**EXERCISE INSTRUCTIONS:**
Could you give the number of lines in the entries below that contain the word "StatusCounts"? Only the number is wanted.

[Saved entries]

>>>>

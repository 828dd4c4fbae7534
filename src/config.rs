//! Configuration for cadence paths.
//!
//! Configuration sources (highest priority first):
//! 1. Environment variable (CADENCE_HOME)
//! 2. Config file (.cadence/config.yaml)
//! 3. Defaults (~/.cadence)
//!
//! Config file discovery:
//! - Searches current directory and parents for .cadence/config.yaml
//! - Paths in the config file are relative to the .cadence/ directory

use std::path::{Path, PathBuf};
use std::sync::OnceLock;

use anyhow::{Context, Result};
use serde::Deserialize;

/// Global cached configuration (stores Result to handle init errors)
static CONFIG: OnceLock<Result<ResolvedConfig, String>> = OnceLock::new();

const HOME_ENV: &str = "CADENCE_HOME";

/// Raw config file schema (matches YAML structure)
#[derive(Debug, Clone, Deserialize)]
pub struct ConfigFile {
    pub version: String,
    #[serde(default)]
    pub paths: PathsConfig,
}

#[derive(Debug, Clone, Default, Deserialize)]
pub struct PathsConfig {
    /// Engine state directory (relative to the .cadence/ directory)
    pub home: Option<String>,
}

/// Resolved configuration with absolute paths
#[derive(Debug, Clone)]
pub struct ResolvedConfig {
    /// Engine state: journals, checkpoints and sink outputs
    pub home: PathBuf,
    /// Path to config file (if found)
    pub config_file: Option<PathBuf>,
}

/// Find config file by searching current directory and parents
fn find_config_file() -> Option<PathBuf> {
    let mut current = std::env::current_dir().ok()?;

    loop {
        let config_path = current.join(".cadence").join("config.yaml");
        if config_path.exists() {
            return Some(config_path);
        }

        if !current.pop() {
            break;
        }
    }

    None
}

/// Load and parse config file
fn load_config_file(path: &Path) -> Result<ConfigFile> {
    let content = std::fs::read_to_string(path)
        .with_context(|| format!("Failed to read config file: {}", path.display()))?;

    serde_yaml::from_str(&content)
        .with_context(|| format!("Failed to parse config file: {}", path.display()))
}

/// Resolve a path that may be relative to the config file's directory
fn resolve_path(base: &Path, path_str: &str) -> PathBuf {
    let path = PathBuf::from(path_str);
    if path.is_absolute() {
        path
    } else {
        base.join(path)
            .canonicalize()
            .unwrap_or_else(|_| base.join(path_str))
    }
}

/// Pick the home directory from env override, config file and default
fn resolve_home(
    env_home: Option<String>,
    config: Option<(&Path, &ConfigFile)>,
    default_home: PathBuf,
) -> PathBuf {
    if let Some(home) = env_home {
        return PathBuf::from(home);
    }

    match config {
        Some((config_path, file)) => match file.paths.home {
            Some(ref home) => {
                let cadence_dir = config_path.parent().unwrap_or(Path::new("."));
                resolve_path(cadence_dir, home)
            }
            None => default_home,
        },
        None => default_home,
    }
}

/// Load configuration from all sources
fn load_config() -> Result<ResolvedConfig> {
    let default_home = dirs::home_dir()
        .context("Failed to determine home directory")?
        .join(".cadence");

    let config_file = find_config_file();
    let parsed = match config_file {
        Some(ref path) => Some(load_config_file(path)?),
        None => None,
    };

    let home = resolve_home(
        std::env::var(HOME_ENV).ok(),
        config_file.as_deref().zip(parsed.as_ref()),
        default_home,
    );

    Ok(ResolvedConfig { home, config_file })
}

/// Get the global configuration (loads once, then cached)
pub fn config() -> Result<&'static ResolvedConfig> {
    let result = CONFIG.get_or_init(|| load_config().map_err(|e| e.to_string()));

    match result {
        Ok(config) => Ok(config),
        Err(e) => anyhow::bail!("{}", e),
    }
}

// ============================================================================
// Convenience functions
// ============================================================================

/// Get the cadence home directory (engine state).
pub fn cadence_home() -> Result<PathBuf> {
    Ok(config()?.home.clone())
}

/// Get the runs directory ($CADENCE_HOME/runs)
pub fn runs_dir() -> Result<PathBuf> {
    Ok(config()?.home.join("runs"))
}

/// Directory holding everything one cycle writes: `runs/<suite>/<cycle>`
pub fn cycle_dir(suite: &str, cycle: &str) -> Result<PathBuf> {
    Ok(runs_dir()?.join(suite).join(cycle))
}

#[cfg(test)]
mod tests {
    use super::*;
    use std::io::Write;
    use tempfile::TempDir;

    #[test]
    fn test_config_file_parsing() {
        let temp = TempDir::new().unwrap();
        let cadence_dir = temp.path().join(".cadence");
        std::fs::create_dir_all(&cadence_dir).unwrap();

        let config_path = cadence_dir.join("config.yaml");
        let mut file = std::fs::File::create(&config_path).unwrap();
        writeln!(
            file,
            r#"
version: "1.0"
paths:
  home: ./state
"#
        )
        .unwrap();

        let config = load_config_file(&config_path).unwrap();
        assert_eq!(config.version, "1.0");
        assert_eq!(config.paths.home, Some("./state".to_string()));

        let home = resolve_home(None, Some((&config_path, &config)), PathBuf::from("/default"));
        assert_eq!(home, cadence_dir.join("./state"));
    }

    #[test]
    fn test_home_precedence() {
        let file = ConfigFile {
            version: "1.0".into(),
            paths: PathsConfig {
                home: Some("/from/file".into()),
            },
        };
        let path = PathBuf::from("/project/.cadence/config.yaml");

        assert_eq!(
            resolve_home(Some("/from/env".into()), Some((&path, &file)), PathBuf::from("/d")),
            PathBuf::from("/from/env")
        );
        assert_eq!(
            resolve_home(None, Some((&path, &file)), PathBuf::from("/d")),
            PathBuf::from("/from/file")
        );
        assert_eq!(resolve_home(None, None, PathBuf::from("/d")), PathBuf::from("/d"));
    }

    #[test]
    fn test_resolve_relative_path() {
        let base = PathBuf::from("/home/user/project");

        assert_eq!(
            resolve_path(&base, "./subdir"),
            PathBuf::from("/home/user/project/subdir")
        );
        assert_eq!(
            resolve_path(&base, "/absolute/path"),
            PathBuf::from("/absolute/path")
        );
    }
}
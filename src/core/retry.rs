//! Retry policy for transient decision failures.

use std::time::Duration;

use rand::Rng;
use serde::{Deserialize, Serialize};

/// Retry policy for rows whose decision call fails transiently
#[derive(Debug, Clone, PartialEq, Serialize, Deserialize)]
pub struct RetryPolicy {
    /// Maximum number of attempts (including first try)
    #[serde(default = "default_max_attempts")]
    pub max_attempts: u32,

    /// Delay after the first failed attempt, in milliseconds
    #[serde(default = "default_initial_delay")]
    pub initial_delay_ms: u64,

    /// Maximum delay between retries in milliseconds
    #[serde(default = "default_max_delay")]
    pub max_delay_ms: u64,

    /// Backoff multiplier (delay *= multiplier after each retry)
    #[serde(default = "default_backoff_multiplier")]
    pub backoff_multiplier: f64,

    /// Relative jitter: the delay is scaled by a factor drawn from
    /// `[1 - jitter, 1 + jitter]`. Zero disables jitter.
    #[serde(default = "default_jitter")]
    pub jitter: f64,
}

fn default_max_attempts() -> u32 {
    3
}
fn default_initial_delay() -> u64 {
    1000
}
fn default_max_delay() -> u64 {
    30000
}
fn default_backoff_multiplier() -> f64 {
    2.0
}
fn default_jitter() -> f64 {
    0.1
}

impl Default for RetryPolicy {
    fn default() -> Self {
        Self {
            max_attempts: default_max_attempts(),
            initial_delay_ms: default_initial_delay(),
            max_delay_ms: default_max_delay(),
            backoff_multiplier: default_backoff_multiplier(),
            jitter: default_jitter(),
        }
    }
}

impl RetryPolicy {
    /// Policy that retries immediately, for tests and dry runs
    pub fn immediate(max_attempts: u32) -> Self {
        Self {
            max_attempts,
            initial_delay_ms: 0,
            max_delay_ms: 0,
            backoff_multiplier: 1.0,
            jitter: 0.0,
        }
    }

    /// Un-jittered delay after the given failed attempt (1-indexed):
    /// `min(max_delay, initial_delay * multiplier^(attempt-1))`.
    ///
    /// `attempt` counts the call that just failed, so attempt 1 is sent
    /// immediately and attempt n + 1 waits `base_delay(n)`.
    pub fn base_delay(&self, attempt: u32) -> Duration {
        if attempt <= 1 {
            return Duration::from_millis(self.initial_delay_ms.min(self.max_delay_ms));
        }

        let delay = self.initial_delay_ms as f64
            * self.backoff_multiplier.powi((attempt - 1) as i32);

        let capped = delay.min(self.max_delay_ms as f64) as u64;
        Duration::from_millis(capped)
    }

    /// Delay after the given failed attempt, with jitter applied
    pub fn delay_for_attempt(&self, attempt: u32) -> Duration {
        let base = self.base_delay(attempt);
        let jitter = self.jitter.clamp(0.0, 1.0);
        if jitter == 0.0 || base.is_zero() {
            return base;
        }
        let factor = rand::thread_rng().gen_range((1.0 - jitter)..=(1.0 + jitter));
        base.mul_f64(factor)
    }

    /// Longest wait between attempts, including provider retry hints
    pub fn max_delay(&self) -> Duration {
        Duration::from_millis(self.max_delay_ms)
    }

    /// Check if we should retry based on attempt count
    pub fn should_retry(&self, attempt: u32) -> bool {
        attempt < self.max_attempts
    }

    pub fn validate(&self) -> Result<(), String> {
        if self.max_attempts == 0 {
            return Err("retry.max_attempts must be at least 1".to_string());
        }
        if self.backoff_multiplier < 1.0 {
            return Err("retry.backoff_multiplier must be >= 1.0".to_string());
        }
        if !(0.0..=1.0).contains(&self.jitter) {
            return Err("retry.jitter must be within [0, 1]".to_string());
        }
        Ok(())
    }
}
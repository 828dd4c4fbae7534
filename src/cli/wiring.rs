//! Turns a suite definition into runnable cycle jobs.

use std::path::{Path, PathBuf};
use std::sync::Arc;
use std::time::Duration;

use anyhow::{Context, Result};

use crate::adapters::sinks::FileSinkConfig;
use crate::adapters::{
    CommandDecision, DataSource, DecisionSystem, EchoDecision, HttpDecision, JsonResultsSink,
    JsonlOutcomesSink, JsonlSource, ManifestSink, Sink,
};
use crate::config;
use crate::core::halt::HaltHandle;
use crate::core::orchestrator::CycleJob;
use crate::core::plugins::{
    AggregationPlugin, BaselineComparisonPlugin, ExtractFields, RequireFields, RowPlugin,
    ScoreDelta, ScoreStats, StatusCounts, SuccessRateDelta,
};
use crate::core::runner::{CheckpointOptions, CycleConfig, CycleRunner};
use crate::core::suite::{
    AggregationPluginSpec, ComparisonPluginSpec, CycleDefinition, DecisionSpec, RowPluginSpec,
    SinkKind, SinkSpec, SourceSpec, StrategyKind, SuiteDefinition,
};

/// Subdirectory of a cycle directory that holds sink outputs
pub const ARTIFACTS_DIR: &str = "artifacts";

/// Build jobs for every cycle, or for `only` one cycle.
///
/// Under the experimental strategy a single variant still needs its
/// baseline, so the baseline is always included.
pub fn build_jobs(
    suite: &SuiteDefinition,
    only: Option<&str>,
    halt: &HaltHandle,
) -> Result<Vec<CycleJob>> {
    if let Some(name) = only {
        if suite.get_cycle(name).is_none() {
            anyhow::bail!("Cycle '{}' not found in suite '{}'", name, suite.name);
        }
    }

    suite
        .cycles
        .iter()
        .filter(|c| match only {
            None => true,
            Some(name) => {
                c.name == name || (suite.strategy == StrategyKind::Experimental && c.baseline)
            }
        })
        .map(|cycle| {
            let dir = config::cycle_dir(&suite.name, &cycle.name)?;
            build_job(suite, cycle, &dir, halt)
        })
        .collect()
}

/// Build one job whose journal, checkpoint and artifacts live under `dir`
pub fn build_job(
    suite: &SuiteDefinition,
    cycle: &CycleDefinition,
    dir: &Path,
    halt: &HaltHandle,
) -> Result<CycleJob> {
    let source_spec = suite
        .source_for(cycle)
        .with_context(|| format!("Cycle '{}' has no source", cycle.name))?;
    let decision_spec = suite
        .decision_for(cycle)
        .with_context(|| format!("Cycle '{}' has no decision system", cycle.name))?;

    let mut config = CycleConfig::new(&cycle.name);
    config.instruction = cycle.instruction.clone();
    config.workers = cycle.workers;
    config.retry = cycle.retry.clone();
    config.journal_dir = Some(dir.to_path_buf());
    if cycle.checkpoint.enabled {
        config.checkpoint = Some(CheckpointOptions {
            dir: dir.to_path_buf(),
            store_outcomes: cycle.checkpoint.store_outcomes,
            validate_source: cycle.checkpoint.validate_source,
        });
    }

    let runner = CycleRunner::new(
        config,
        build_source(source_spec, &cycle.checkpoint.key_field),
        build_decision(decision_spec)?,
    )
    .with_row_plugins(cycle.row_plugins.iter().map(build_row_plugin).collect())
    .with_aggregation_plugins(
        cycle
            .aggregation_plugins
            .iter()
            .map(build_aggregation_plugin)
            .collect(),
    )
    .with_halt_conditions(cycle.budget.conditions())
    .with_rate_limiter(cycle.rate_limit.build())
    .with_cost_tracker(cycle.cost.build())
    .with_halt_handle(halt.clone());

    let artifacts_dir = dir.join(ARTIFACTS_DIR);
    let sinks = cycle
        .sinks
        .iter()
        .map(|spec| build_sink(spec, &artifacts_dir))
        .collect::<Result<Vec<_>>>()?;

    let job = CycleJob::new(runner)
        .with_sinks(sinks)
        .with_security_level(cycle.security_level)
        .with_comparison_plugins(
            cycle
                .comparison_plugins
                .iter()
                .map(build_comparison_plugin)
                .collect(),
        );

    Ok(if cycle.baseline { job.as_baseline() } else { job })
}

pub fn build_source(spec: &SourceSpec, key_field: &str) -> Arc<dyn DataSource> {
    match spec {
        SourceSpec::Jsonl { path } => Arc::new(JsonlSource::new(path, key_field)),
    }
}

pub fn build_decision(spec: &DecisionSpec) -> Result<Arc<dyn DecisionSystem>> {
    Ok(match spec {
        DecisionSpec::Echo => Arc::new(EchoDecision),
        DecisionSpec::Command {
            program,
            args,
            timeout_seconds,
        } => Arc::new(CommandDecision::new(
            program,
            args.clone(),
            Duration::from_secs(*timeout_seconds),
        )),
        DecisionSpec::Http {
            url,
            headers,
            timeout_seconds,
        } => Arc::new(
            HttpDecision::new(url, Duration::from_secs(*timeout_seconds))
                .context("Failed to build HTTP client")?
                .with_headers(headers.clone()),
        ),
    })
}

fn build_row_plugin(spec: &RowPluginSpec) -> Arc<dyn RowPlugin> {
    match spec {
        RowPluginSpec::RequireFields { fields } => Arc::new(RequireFields::new(fields.clone())),
        RowPluginSpec::ExtractFields { fields } => Arc::new(ExtractFields::new(fields.clone())),
    }
}

fn build_aggregation_plugin(spec: &AggregationPluginSpec) -> Arc<dyn AggregationPlugin> {
    match spec {
        AggregationPluginSpec::StatusCounts => Arc::new(StatusCounts),
        AggregationPluginSpec::ScoreStats { field } => Arc::new(ScoreStats::new(field)),
    }
}

fn build_comparison_plugin(spec: &ComparisonPluginSpec) -> Arc<dyn BaselineComparisonPlugin> {
    match spec {
        ComparisonPluginSpec::ScoreDelta { field } => Arc::new(ScoreDelta::new(field)),
        ComparisonPluginSpec::SuccessRateDelta => Arc::new(SuccessRateDelta),
    }
}

/// Resolve a sink's output file: relative names land in `artifacts_dir`
fn sink_path(spec: &SinkSpec, artifacts_dir: &Path) -> PathBuf {
    let (file, default_ext) = match spec.kind {
        SinkKind::JsonResults { ref file } => (file, "json"),
        SinkKind::JsonlOutcomes { ref file } => (file, "jsonl"),
        SinkKind::Manifest { ref file } => (file, "manifest.json"),
    };
    match file {
        Some(f) if Path::new(f).is_absolute() => PathBuf::from(f),
        Some(f) => artifacts_dir.join(f),
        None => artifacts_dir.join(format!("{}.{}", spec.name, default_ext)),
    }
}

pub fn build_sink(spec: &SinkSpec, artifacts_dir: &Path) -> Result<Arc<dyn Sink>> {
    let config = FileSinkConfig::new(&spec.name, sink_path(spec, artifacts_dir))
        .with_security_level(spec.security_level)
        .with_alias(spec.alias.clone())
        .with_consumes(
            spec.references()
                .with_context(|| format!("Invalid references on sink '{}'", spec.name))?,
        );

    Ok(match spec.kind {
        SinkKind::JsonResults { .. } => Arc::new(JsonResultsSink::new(config)),
        SinkKind::JsonlOutcomes { .. } => Arc::new(JsonlOutcomesSink::new(config)),
        SinkKind::Manifest { .. } => Arc::new(ManifestSink::new(config)),
    })
}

<<<<

**RESPONSE TO THIS TASK:**
2